— Exercise details —
Without any alteration, retype the records that appear below.

— Stored data entries —
+ + + +

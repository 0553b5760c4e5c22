//! Foundation types for CMR, an in-process CMIS content repository.
//!
//! This crate provides the identifier, value, ACL, and type-definition
//! types used throughout the repository core. Every other CMR crate
//! depends on `cmr-types`.
//!
//! # Key Types
//!
//! - [`ObjectId`] — store-assigned object identifier (UUID v7 backed)
//! - [`TypedValue`] / [`PropertyValue`] — the eight CMIS value families,
//!   single- or multi-valued, with per-family comparison semantics
//! - [`Acl`] / [`Ace`] / [`AclPropagation`] — access control lists and
//!   their merge rules
//! - [`TypeDefinition`] / [`TypeManager`] / [`TypeRegistry`] — object type
//!   declarations and the parent-chain resolution seam
//! - [`RepositoryError`] — the five-kind error taxonomy shared by the
//!   store and the query evaluator

pub mod acl;
pub mod error;
pub mod id;
pub mod typedef;
pub mod value;

pub use acl::{
    Ace, Acl, AclPropagation, PERMISSION_ALL, PERMISSION_READ, PERMISSION_WRITE,
    PRINCIPAL_ANYONE,
};
pub use error::{RepoResult, RepositoryError};
pub use id::ObjectId;
pub use typedef::{
    Cardinality, PropertyDefinition, TypeDefinition, TypeManager, TypeRegistry,
    BASE_TYPE_DOCUMENT, BASE_TYPE_FOLDER, BASE_TYPE_RELATIONSHIP, PROP_CHANGE_TOKEN,
    PROP_CREATED_BY, PROP_CREATION_DATE, PROP_LAST_MODIFICATION_DATE, PROP_LAST_MODIFIED_BY,
    PROP_NAME, PROP_OBJECT_ID, PROP_OBJECT_TYPE_ID,
};
pub use value::{compare_for_order, OrderBy, PropertyType, PropertyValue, TypedValue};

+ + + +

— Response area —
repository 0553b5760c4e5c22
//! Foundation types for CMR, an in-process CMIS content repository.
//!
//! This crate provides the identifier, value, ACL, and type-definition
//! types used throughout the repository core. Every other CMR crate
//! depends on `cmr-types`.
//!
//! # Key Types
//!
//! - [`ObjectId`] — store-assigned object identifier (UUID v7 backed)
//! - [`TypedValue`] / [`PropertyValue`] — the eight CMIS value families,
//!   single- or multi-valued, with per-family comparison semantics
//! - [`Acl`] / [`Ace`] / [`AclPropagation`] — access control lists and
//!   their merge rules
//! - [`TypeDefinition`] / [`TypeManager`] / [`TypeRegistry`] — object type
//!   declarations and the parent-chain resolution seam
//! - [`RepositoryError`] — the five-kind error taxonomy shared by the
//!   store and the query evaluator

pub mod acl;
pub mod error;
pub mod id;
pub mod typedef;
pub mod value;

pub use acl::{
    Ace, Acl, AclPropagation, PERMISSION_ALL, PERMISSION_READ, PERMISSION_WRITE,
    PRINCIPAL_ANYONE,
};
pub use error::{RepoResult, RepositoryError};
pub use id::ObjectId;
pub use typedef::{
    Cardinality, PropertyDefinition, TypeDefinition, TypeManager, TypeRegistry,
    BASE_TYPE_DOCUMENT, BASE_TYPE_FOLDER, BASE_TYPE_RELATIONSHIP, PROP_CHANGE_TOKEN,
    PROP_CREATED_BY, PROP_CREATION_DATE, PROP_LAST_MODIFICATION_DATE, PROP_LAST_MODIFIED_BY,
    PROP_NAME, PROP_OBJECT_ID, PROP_OBJECT_TYPE_ID,
};
pub use value::{compare_for_order, OrderBy, PropertyType, PropertyValue, TypedValue};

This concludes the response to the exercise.